Let’s not come to a judgment of right or wrong, unless we’re actually, factually, in the situation.

But basically, the same ‘practical’ steps are being taken towards an amicable situation and everything, but there’s something, some observation that we’re probably missing out on.

The people, even though from behind their screens, are realising what educational institutions stand for – everyone gets to ask their questions and everyone gets to demand their answers, of course, minus the violent part, but essentially that.

Okay, let’s not generalise even here. There still is a beyond huge section just entertaining themselves over the ‘bhakt vs liberal’ mess, knowing fully well that this doesn’t even concern the bhakt-ness.

If we’re looking for opinions to form one of our own, people like ours truly Chetan Bhagat have made their reactions public, some of them drawing parallels and crosses between JNU and NIT (please to note that the treatment of JNU in most of these is deeply disturbing).

Dear Media, you made Kanhaiya into a hero.You know the real heroes? The #NITSrinagar students who stood up for India and were beaten for it.

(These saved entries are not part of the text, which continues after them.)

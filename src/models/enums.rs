use std::fmt;

use serde::{Deserialize, Deserializer, Serialize, Serializer};

use crate::db::DatabaseError;

/// Macro to generate enum with as_str + std::str::FromStr pattern.
/// The serde representation is the domain string, not the variant name.
macro_rules! str_enum {
    ($name:ident { $($variant:ident => $s:literal),+ $(,)? }) => {
        #[derive(Debug, Clone, Copy, PartialEq, Eq, Hash, Serialize, Deserialize)]
        pub enum $name {
            $(#[serde(rename = $s)] $variant),+
        }

        impl $name {
            pub fn as_str(&self) -> &'static str {
                match self {
                    $(Self::$variant => $s),+
                }
            }
        }

        impl std::str::FromStr for $name {
            type Err = DatabaseError;

            fn from_str(s: &str) -> Result<Self, Self::Err> {
                match s {
                    $($s => Ok(Self::$variant)),+,
                    _ => Err(DatabaseError::InvalidEnum {
                        field: stringify!($name).into(),
                        value: s.into(),
                    }),
                }
            }
        }

        impl fmt::Display for $name {
            fn fmt(&self, f: &mut fmt::Formatter<'_>) -> fmt::Result {
                f.write_str(self.as_str())
            }
        }
    };
}

str_enum!(TreatmentStatus {
    Nouveau => "nouveau",
    SousTraitement => "sous_trt",
    ApresTraitement => "apres_trt",
    Decede => "decede",
});

str_enum!(DoctorStatus {
    EnService => "En service",
    EnConge => "En congé",
    EnFormation => "En formation",
});

str_enum!(AppointmentStatus {
    Confirme => "Confirmé",
    EnAttente => "En attente",
    Termine => "Terminé",
});

impl Default for DoctorStatus {
    fn default() -> Self {
        Self::EnService
    }
}

impl AppointmentStatus {
    /// Confirmed or completed appointments count toward weekly activity.
    pub fn is_qualifying(&self) -> bool {
        matches!(self, Self::Confirme | Self::Termine)
    }
}

/// Appointment type. The clinic uses a handful of well-known values but the
/// set is open, so anything else is carried verbatim.
#[derive(Debug, Clone, PartialEq, Eq, Hash)]
pub enum AppointmentType {
    Consultation,
    Urgence,
    Controle,
    Other(String),
}

impl AppointmentType {
    pub fn as_str(&self) -> &str {
        match self {
            Self::Consultation => "Consultation",
            Self::Urgence => "Urgence",
            Self::Controle => "Contrôle",
            Self::Other(s) => s.as_str(),
        }
    }

    pub fn is_urgent(&self) -> bool {
        matches!(self, Self::Urgence)
    }
}

impl From<&str> for AppointmentType {
    fn from(s: &str) -> Self {
        match s {
            "Consultation" => Self::Consultation,
            "Urgence" => Self::Urgence,
            "Contrôle" => Self::Controle,
            other => Self::Other(other.to_string()),
        }
    }
}

impl Default for AppointmentType {
    fn default() -> Self {
        Self::Consultation
    }
}

impl fmt::Display for AppointmentType {
    fn fmt(&self, f: &mut fmt::Formatter<'_>) -> fmt::Result {
        f.write_str(self.as_str())
    }
}

impl Serialize for AppointmentType {
    fn serialize<S: Serializer>(&self, serializer: S) -> Result<S::Ok, S::Error> {
        serializer.serialize_str(self.as_str())
    }
}

impl<'de> Deserialize<'de> for AppointmentType {
    fn deserialize<D: Deserializer<'de>>(deserializer: D) -> Result<Self, D::Error> {
        let s = String::deserialize(deserializer)?;
        Ok(Self::from(s.as_str()))
    }
}

/// Deserialize an optional enum, mapping unknown values to `None` instead of
/// failing the whole record.
pub(crate) fn lenient_option<'de, D, T>(deserializer: D) -> Result<Option<T>, D::Error>
where
    D: Deserializer<'de>,
    T: std::str::FromStr,
{
    let raw = Option::<String>::deserialize(deserializer)?;
    Ok(raw.and_then(|s| s.parse().ok()))
}

/// Deserialize an enum, falling back to its default on unknown or missing values.
pub(crate) fn lenient_or_default<'de, D, T>(deserializer: D) -> Result<T, D::Error>
where
    D: Deserializer<'de>,
    T: std::str::FromStr + Default,
{
    Ok(lenient_option(deserializer)?.unwrap_or_default())
}
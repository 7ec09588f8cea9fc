//! API middleware stack.
//!
//! Execution order (outermost → innermost): CORS → audit logger → handler.

pub mod audit;
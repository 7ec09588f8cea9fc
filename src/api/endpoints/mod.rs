//! API endpoint handlers, one module per resource.

pub mod consultations;
pub mod health;
pub mod medecins;
pub mod notifications;
pub mod patients;
pub mod rendez_vous;
pub mod stats;

use uuid::Uuid;

use crate::models::dates;

/// Keep a client-supplied id, or mint a fresh one.
pub(crate) fn assign_id(id: &str) -> String {
    if id.trim().is_empty() {
        Uuid::new_v4().to_string()
    } else {
        id.trim().to_string()
    }
}

/// Creation timestamp for a new record, unless the client sent one.
pub(crate) fn assign_created_at(created_at: Option<String>) -> Option<String> {
    created_at
        .filter(|s| !s.trim().is_empty())
        .or_else(|| Some(dates::format_instant(dates::now_local())))
}
//! Appointment scheduling: double-booking detection and planning views.

use chrono::{Datelike, Duration, NaiveDate};
use serde::{Deserialize, Serialize};
use thiserror::Error;

use crate::models::dates::parse_instant;
use crate::models::RendezVous;

pub const DOUBLE_BOOKING_MESSAGE: &str = "Ce médecin a déjà un rendez-vous prévu à cette heure";

#[derive(Error, Debug, Clone, PartialEq, Eq)]
pub enum SchedulingError {
    #[error("{}", DOUBLE_BOOKING_MESSAGE)]
    DoubleBooking { conflicting_id: String },
}

// ─── Conflict detection ───────────────────────────────────────────────────────

/// Calendar day of an appointment, when its date parses.
fn calendar_day(rdv: &RendezVous) -> Option<NaiveDate> {
    parse_instant(&rdv.date).map(|d| d.date())
}

fn same_day(a: &RendezVous, b: &RendezVous) -> bool {
    match (calendar_day(a), calendar_day(b)) {
        (Some(x), Some(y)) => x == y,
        // Unparseable dates can only collide verbatim
        _ => a.date.trim() == b.date.trim(),
    }
}

/// First existing appointment occupying the candidate's slot: same doctor,
/// same calendar day, same `heure`. The candidate itself (same id) is
/// ignored so updates can keep their own slot.
pub fn find_conflict<'a>(
    existing: &'a [RendezVous],
    candidate: &RendezVous,
) -> Option<&'a RendezVous> {
    existing.iter().find(|other| {
        (candidate.id.is_empty() || other.id != candidate.id)
            && other.same_doctor(candidate)
            && other.heure.trim() == candidate.heure.trim()
            && same_day(other, candidate)
    })
}

/// `Err(DoubleBooking)` when the candidate's slot is taken.
pub fn check_slot(existing: &[RendezVous], candidate: &RendezVous) -> Result<(), SchedulingError> {
    match find_conflict(existing, candidate) {
        Some(other) => Err(SchedulingError::DoubleBooking {
            conflicting_id: other.id.clone(),
        }),
        None => Ok(()),
    }
}

// ─── Planning views ───────────────────────────────────────────────────────────

#[derive(Debug, Clone, Copy, PartialEq, Eq, Default, Serialize, Deserialize)]
#[serde(rename_all = "lowercase")]
pub enum PlanningView {
    #[default]
    Jour,
    Semaine,
    Mois,
}

impl PlanningView {
    /// Inclusive day range covered by this view around `reference`.
    pub fn range(&self, reference: NaiveDate) -> (NaiveDate, NaiveDate) {
        match self {
            Self::Jour => (reference, reference),
            Self::Semaine => {
                let monday = reference
                    - Duration::days(reference.weekday().num_days_from_monday() as i64);
                (monday, monday + Duration::days(6))
            }
            Self::Mois => {
                let first = reference.with_day(1).unwrap_or(reference);
                let next_month = if first.month() == 12 {
                    NaiveDate::from_ymd_opt(first.year() + 1, 1, 1)
                } else {
                    NaiveDate::from_ymd_opt(first.year(), first.month() + 1, 1)
                };
                let last = next_month
                    .and_then(|d| d.pred_opt())
                    .unwrap_or(first);
                (first, last)
            }
        }
    }
}

/// Appointments visible in the given view, sorted by date then time.
/// `search` filters by patient name, case-insensitively.
pub fn planning(
    rdvs: &[RendezVous],
    view: PlanningView,
    reference: NaiveDate,
    search: Option<&str>,
) -> Vec<RendezVous> {
    let (from, to) = view.range(reference);
    let needle = search
        .map(|s| s.trim().to_lowercase())
        .filter(|s| !s.is_empty());

    let mut visible: Vec<(NaiveDate, &RendezVous)> = rdvs
        .iter()
        .filter_map(|r| calendar_day(r).map(|d| (d, r)))
        .filter(|(d, _)| *d >= from && *d <= to)
        .filter(|(_, r)| match &needle {
            Some(n) => r.patient.to_lowercase().contains(n),
            None => true,
        })
        .collect();

    visible.sort_by(|(da, a), (db, b)| da.cmp(db).then_with(|| a.heure.cmp(&b.heure)));
    visible.into_iter().map(|(_, r)| r.clone()).collect()
}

Dear BJP, no alliance,no state-govt worth it if u can’t defend Indian students standing up for India in India.Do the right thing.#NITSrinagar

Salute to brave students who held India’s flag high in #NITSrinagar despite security fears. Hope govt does everything to keep them safe.

Chetan Bhagat makes almost complete sense here. Instead of focussing on the ordeal of the students at NIT Srinagar, who stood up to probably protect just their own interests, everyone – yes, most of media from family groups on WhatsApp to the kind that trends on Facebook Newsfeed – is busy pitting NIT against JNU. Stuff like, “Who’s the real hero, Kanhaiya or NIT Srinagar students?” is doing the rounds. There’s too much chaos to even think about it in peace.

And we know we are yet to reach our equilibrium – if we have one, that is.